Solid phase-solution-root interactions in soils subjected to acid deposition

Abstract

In managed forests, biomass utilization means a discoupling of the otherwise closed ion-cycle. The rate of proton production caused by the utilization of the timber, however, is of the same magnitude as the rate of proton consumption during silicate weathering. Managed forests can thus be in a steady state and stable. The input of acidity in forest ecosystems due to air pollution will in most cases exceed the rate of proton consumption by silicate weathering and thus result in soil acidification. Acidity can be accumulated as organic acids (mainly phenoles) and as cationic acids, that is, ions of sparingly soluble oxides (Al, Fe, Mn and heavy metals). The lower the pH , the higher is the solubility and toxicity of the acids existing. Owing to its high concentration and solubility, AlOOH produces the most important cation acid. A soil is composed of microcompartments in which different reactions can occur at the same time. Also proton production can be spatially inhomogeneous for the following reasons: (i) a considerable fraction of the input of acidity due to dry deposition of SO ₂ is buffered by the leaves of the trees.
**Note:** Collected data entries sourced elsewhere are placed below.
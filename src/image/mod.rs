//! Image representation: formats, aspect ratios and data URIs.

mod data_uri;
mod types;

pub use data_uri::DataUri;
pub use types::{AspectRatio, ImageFormat};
It reaches the soil via the roots during ion uptake and thus acidifies the soil close to the root tips. (ii) In acid soils, where the burrowing animals are missing, the soil organic matter formed from the root decomposition accumulates on the aggregate surfaces. It is thus in direct contact with the living roots. If during a temporal discoupling of the ion cycle (nitrification push) nitric acid is formed, this can acidify also, especially the soil close to the root surface. Thus in the direct vicinity of the roots, much higher Al-concentrations have to be expected than those which can be measured in equilibrium soil solution or in lysimeter solutions. A direct effect of Al-toxicity on the root system of trees is the die-back of the young roots, which has been shown both in vitro and in field experiments to be the result of action of Al ions. The mechanism of this action was found to be the inhibition of uptake of Ca ions into the matrix of the cell walls, which changes the macromolecular and physical properties of the pectin molecules which form the primary cell wall of meristemic and parenchymatic tissues in the root tip region.